Segment Open

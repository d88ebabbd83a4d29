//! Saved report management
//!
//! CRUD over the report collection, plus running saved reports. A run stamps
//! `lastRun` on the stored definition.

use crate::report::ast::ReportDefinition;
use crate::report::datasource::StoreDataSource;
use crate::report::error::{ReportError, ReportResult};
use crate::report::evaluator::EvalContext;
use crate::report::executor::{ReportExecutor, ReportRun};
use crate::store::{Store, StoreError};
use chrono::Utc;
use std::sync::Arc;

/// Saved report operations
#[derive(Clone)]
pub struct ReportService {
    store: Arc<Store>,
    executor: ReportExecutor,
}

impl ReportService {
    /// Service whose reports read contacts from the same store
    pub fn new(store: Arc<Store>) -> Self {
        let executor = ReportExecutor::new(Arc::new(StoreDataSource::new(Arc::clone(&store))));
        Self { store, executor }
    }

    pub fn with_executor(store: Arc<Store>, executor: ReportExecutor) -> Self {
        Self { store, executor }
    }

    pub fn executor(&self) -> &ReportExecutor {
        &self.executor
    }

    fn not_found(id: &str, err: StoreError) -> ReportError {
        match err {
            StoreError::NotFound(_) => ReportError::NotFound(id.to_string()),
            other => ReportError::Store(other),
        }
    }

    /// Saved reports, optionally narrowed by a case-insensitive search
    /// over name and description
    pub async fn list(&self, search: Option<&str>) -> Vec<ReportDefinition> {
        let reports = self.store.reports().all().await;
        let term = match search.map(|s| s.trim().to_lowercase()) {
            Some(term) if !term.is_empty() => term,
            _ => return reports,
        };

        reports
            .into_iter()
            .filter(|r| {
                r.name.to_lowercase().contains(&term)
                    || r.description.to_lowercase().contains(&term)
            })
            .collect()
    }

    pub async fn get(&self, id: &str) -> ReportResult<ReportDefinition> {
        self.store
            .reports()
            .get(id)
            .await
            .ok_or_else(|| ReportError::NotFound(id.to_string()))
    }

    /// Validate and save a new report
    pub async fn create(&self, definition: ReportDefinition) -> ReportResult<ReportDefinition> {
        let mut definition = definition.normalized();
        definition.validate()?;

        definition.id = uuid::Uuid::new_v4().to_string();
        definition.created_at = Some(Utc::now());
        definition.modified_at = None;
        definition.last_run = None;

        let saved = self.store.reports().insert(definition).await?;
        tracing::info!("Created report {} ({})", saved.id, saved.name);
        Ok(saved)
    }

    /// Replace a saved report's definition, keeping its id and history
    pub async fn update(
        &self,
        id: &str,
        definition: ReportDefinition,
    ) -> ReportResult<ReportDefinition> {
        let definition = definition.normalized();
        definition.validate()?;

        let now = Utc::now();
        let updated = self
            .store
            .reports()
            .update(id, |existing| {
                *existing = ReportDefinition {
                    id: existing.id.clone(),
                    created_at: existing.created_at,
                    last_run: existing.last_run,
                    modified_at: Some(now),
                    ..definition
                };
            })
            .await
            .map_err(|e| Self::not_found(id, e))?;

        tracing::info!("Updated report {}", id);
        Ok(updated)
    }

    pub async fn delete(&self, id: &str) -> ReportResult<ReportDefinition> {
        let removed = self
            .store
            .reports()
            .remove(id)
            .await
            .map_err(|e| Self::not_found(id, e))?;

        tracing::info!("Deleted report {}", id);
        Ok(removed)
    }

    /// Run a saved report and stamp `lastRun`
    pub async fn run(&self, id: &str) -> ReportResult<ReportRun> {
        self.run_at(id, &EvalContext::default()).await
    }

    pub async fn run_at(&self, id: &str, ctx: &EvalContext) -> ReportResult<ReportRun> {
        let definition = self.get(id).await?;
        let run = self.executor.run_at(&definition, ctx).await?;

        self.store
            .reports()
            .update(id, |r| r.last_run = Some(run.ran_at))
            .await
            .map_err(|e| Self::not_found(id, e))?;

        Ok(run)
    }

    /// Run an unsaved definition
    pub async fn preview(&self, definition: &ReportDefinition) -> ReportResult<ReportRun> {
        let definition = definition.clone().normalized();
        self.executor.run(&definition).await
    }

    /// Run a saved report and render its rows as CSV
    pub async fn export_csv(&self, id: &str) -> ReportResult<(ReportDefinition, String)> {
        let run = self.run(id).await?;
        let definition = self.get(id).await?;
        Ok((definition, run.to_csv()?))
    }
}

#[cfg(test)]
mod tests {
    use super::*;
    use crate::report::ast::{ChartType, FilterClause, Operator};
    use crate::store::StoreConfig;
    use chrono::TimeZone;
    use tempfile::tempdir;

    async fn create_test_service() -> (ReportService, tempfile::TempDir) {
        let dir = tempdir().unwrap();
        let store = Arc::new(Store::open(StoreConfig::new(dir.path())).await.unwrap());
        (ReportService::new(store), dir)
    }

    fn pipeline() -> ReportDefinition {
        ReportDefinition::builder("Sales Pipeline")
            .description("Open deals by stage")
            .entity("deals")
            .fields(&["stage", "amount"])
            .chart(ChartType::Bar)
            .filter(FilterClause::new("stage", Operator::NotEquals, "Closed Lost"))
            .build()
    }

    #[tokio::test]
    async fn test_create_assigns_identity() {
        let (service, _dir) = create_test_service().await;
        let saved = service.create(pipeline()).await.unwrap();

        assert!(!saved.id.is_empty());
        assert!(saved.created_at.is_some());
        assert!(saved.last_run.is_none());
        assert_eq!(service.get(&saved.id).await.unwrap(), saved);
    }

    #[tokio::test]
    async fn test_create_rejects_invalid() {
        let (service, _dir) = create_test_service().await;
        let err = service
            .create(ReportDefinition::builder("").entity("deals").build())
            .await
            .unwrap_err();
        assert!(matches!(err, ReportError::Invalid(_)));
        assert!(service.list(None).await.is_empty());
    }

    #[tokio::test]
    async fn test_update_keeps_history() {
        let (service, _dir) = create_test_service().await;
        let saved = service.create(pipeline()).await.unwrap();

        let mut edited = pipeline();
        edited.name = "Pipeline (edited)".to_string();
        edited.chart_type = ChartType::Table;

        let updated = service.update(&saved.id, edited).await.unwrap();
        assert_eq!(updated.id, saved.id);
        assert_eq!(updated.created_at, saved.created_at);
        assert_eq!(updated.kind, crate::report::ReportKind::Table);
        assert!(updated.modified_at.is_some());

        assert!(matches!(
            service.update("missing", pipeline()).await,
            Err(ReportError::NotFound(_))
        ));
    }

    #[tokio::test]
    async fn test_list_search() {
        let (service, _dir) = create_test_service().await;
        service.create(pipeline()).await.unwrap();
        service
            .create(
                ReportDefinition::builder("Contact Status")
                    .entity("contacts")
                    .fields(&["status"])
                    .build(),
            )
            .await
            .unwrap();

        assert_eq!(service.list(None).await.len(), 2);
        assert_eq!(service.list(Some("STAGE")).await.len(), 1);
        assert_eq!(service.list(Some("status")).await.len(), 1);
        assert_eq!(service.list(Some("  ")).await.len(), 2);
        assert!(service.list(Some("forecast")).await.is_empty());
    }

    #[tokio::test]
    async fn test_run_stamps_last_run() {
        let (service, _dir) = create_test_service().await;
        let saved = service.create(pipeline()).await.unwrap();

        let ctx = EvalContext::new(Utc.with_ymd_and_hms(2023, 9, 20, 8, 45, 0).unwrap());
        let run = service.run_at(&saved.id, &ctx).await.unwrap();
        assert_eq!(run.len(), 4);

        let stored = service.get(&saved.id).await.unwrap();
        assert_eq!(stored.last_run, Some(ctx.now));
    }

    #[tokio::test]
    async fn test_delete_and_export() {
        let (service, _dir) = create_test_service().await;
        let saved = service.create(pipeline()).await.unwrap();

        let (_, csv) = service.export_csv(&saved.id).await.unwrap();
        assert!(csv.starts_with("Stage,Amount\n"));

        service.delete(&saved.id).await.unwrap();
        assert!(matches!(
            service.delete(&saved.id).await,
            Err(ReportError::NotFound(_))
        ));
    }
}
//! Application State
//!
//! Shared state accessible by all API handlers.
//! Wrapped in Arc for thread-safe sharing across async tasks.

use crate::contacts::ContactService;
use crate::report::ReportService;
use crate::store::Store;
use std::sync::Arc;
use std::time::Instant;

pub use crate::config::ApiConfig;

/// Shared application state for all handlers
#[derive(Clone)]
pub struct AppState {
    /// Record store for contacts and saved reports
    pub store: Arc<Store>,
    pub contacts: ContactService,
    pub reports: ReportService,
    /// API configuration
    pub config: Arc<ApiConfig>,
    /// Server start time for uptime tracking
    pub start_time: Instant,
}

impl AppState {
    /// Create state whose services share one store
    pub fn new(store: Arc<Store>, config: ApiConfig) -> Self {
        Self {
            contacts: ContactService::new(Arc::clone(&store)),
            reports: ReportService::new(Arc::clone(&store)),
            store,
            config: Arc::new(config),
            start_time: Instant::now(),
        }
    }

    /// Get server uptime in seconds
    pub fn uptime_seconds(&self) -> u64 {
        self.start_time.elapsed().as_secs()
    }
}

Segment Closed

> _YOUR INSTRUCTIONS_
Word for word, restate the entries from the first line to the line that has "the same store", both included, and nothing else.

> _SOLUTION TO THIS PROBLEM_
repository d88ebabbd83a4d29
//! Saved report management
//!
//! CRUD over the report collection, plus running saved reports. A run stamps
//! `lastRun` on the stored definition.

use crate::report::ast::ReportDefinition;
use crate::report::datasource::StoreDataSource;
use crate::report::error::{ReportError, ReportResult};
use crate::report::evaluator::EvalContext;
use crate::report::executor::{ReportExecutor, ReportRun};
use crate::store::{Store, StoreError};
use chrono::Utc;
use std::sync::Arc;

/// Saved report operations
#[derive(Clone)]
pub struct ReportService {
    store: Arc<Store>,
    executor: ReportExecutor,
}

impl ReportService {
    /// Service whose reports read contacts from the same store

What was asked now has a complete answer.